Warren Grant Magnuson Clinical Center - NCI Clinical Trials Referral Office
NCI - Surgery Branch

Arms of the Study

Arm 1

Arm 2

Arm Type

Other

Arm Label

TBI 200cGy + TIL +HD IL-2, prior IL-2

TBI 200cGy + TIL +HD IL-2, No prior IL-2

Arm Description

Patients will receive 2Gy of total body irradiation (TBI) at a rate of 0.07 Gy/minute using a linear accelerator. Lymphocytes that that are isolated from the tumor, grown in the laboratory to high amounts and then infused into the patient.

Outcomes

Primary Outcome Measures

Clinical Tumor Regression

Tumor regression is defined as a complete response (CR) or partial response (PR) and was assessed by the Response Evaluation Criteria in Solid Tumors (RECIST).

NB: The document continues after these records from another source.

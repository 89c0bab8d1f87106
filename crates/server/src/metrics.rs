//! Prometheus metrics
//!
//! The exporter is installed once per process as the global `metrics`
//! recorder, so the decision crate's facade sink lands here as well.

use axum::extract::State;
use axum::http::{header, StatusCode};
use axum::response::IntoResponse;
use metrics_exporter_prometheus::{PrometheusBuilder, PrometheusHandle};
use once_cell::sync::OnceCell;

use sales_agent_decision::{DecisionRecord, FallbackKind};
use sales_agent_resilience::CircuitState;

use crate::state::AppState;
use crate::ServerError;

static METRICS_HANDLE: OnceCell<PrometheusHandle> = OnceCell::new();

pub const REQUESTS_TOTAL: &str = "sales_agent_http_requests_total";
pub const DECISIONS_TOTAL: &str = "sales_agent_decisions_total";
pub const DECISION_LATENCY_MS: &str = "sales_agent_decision_latency_ms";
pub const BREAKER_STATE: &str = "sales_agent_breaker_state";

/// Install the Prometheus recorder; later calls return the same handle
pub fn init_metrics() -> Result<PrometheusHandle, ServerError> {
    METRICS_HANDLE
        .get_or_try_init(|| {
            PrometheusBuilder::new()
                .install_recorder()
                .map_err(|e| ServerError::Metrics(format!("Failed to install recorder: {}", e)))
        })
        .cloned()
}

pub fn record_request(endpoint: &'static str, status: StatusCode) {
    metrics::counter!(REQUESTS_TOTAL, "endpoint" => endpoint, "status" => status.as_u16().to_string())
        .increment(1);
}

pub fn record_decision(record: &DecisionRecord) {
    let fallback = match record.fallback_kind {
        Some(FallbackKind::Timeout) => "timeout",
        Some(FallbackKind::Error) => "error",
        None => "none",
    };
    metrics::counter!(
        DECISIONS_TOTAL,
        "mode" => record.optimization_mode.as_str(),
        "action" => record.action.clone(),
        "fallback" => fallback,
        "cached" => record.cached.to_string()
    )
    .increment(1);
    metrics::histogram!(DECISION_LATENCY_MS, "mode" => record.optimization_mode.as_str())
        .record(record.latency_ms);
}

/// 0 closed, 1 half-open, 2 open
fn state_value(state: CircuitState) -> f64 {
    match state {
        CircuitState::Closed => 0.0,
        CircuitState::HalfOpen => 1.0,
        CircuitState::Open => 2.0,
    }
}

/// GET /metrics
///
/// Breaker state gauges are refreshed at scrape time.
pub async fn metrics_handler(State(state): State<AppState>) -> impl IntoResponse {
    for (name, status) in state.registry.list_all() {
        metrics::gauge!(BREAKER_STATE, "breaker" => name).set(state_value(status.state));
    }

    match METRICS_HANDLE.get() {
        Some(handle) => (
            StatusCode::OK,
            [(header::CONTENT_TYPE, "text/plain; version=0.0.4")],
            handle.render(),
        ),
        None => (
            StatusCode::SERVICE_UNAVAILABLE,
            [(header::CONTENT_TYPE, "text/plain; version=0.0.4")],
            "metrics recorder not installed\n".to_string(),
        ),
    }
}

Complete response is the disappearance of all target lesions. Partial response is at least a 30% decrease in the sum of the longest diameter (LD) of target lesions taking as reference the baseline sum LD.

Safety

Here is the number of participants with adverse events. For a detailed list of adverse events see the adverse event module.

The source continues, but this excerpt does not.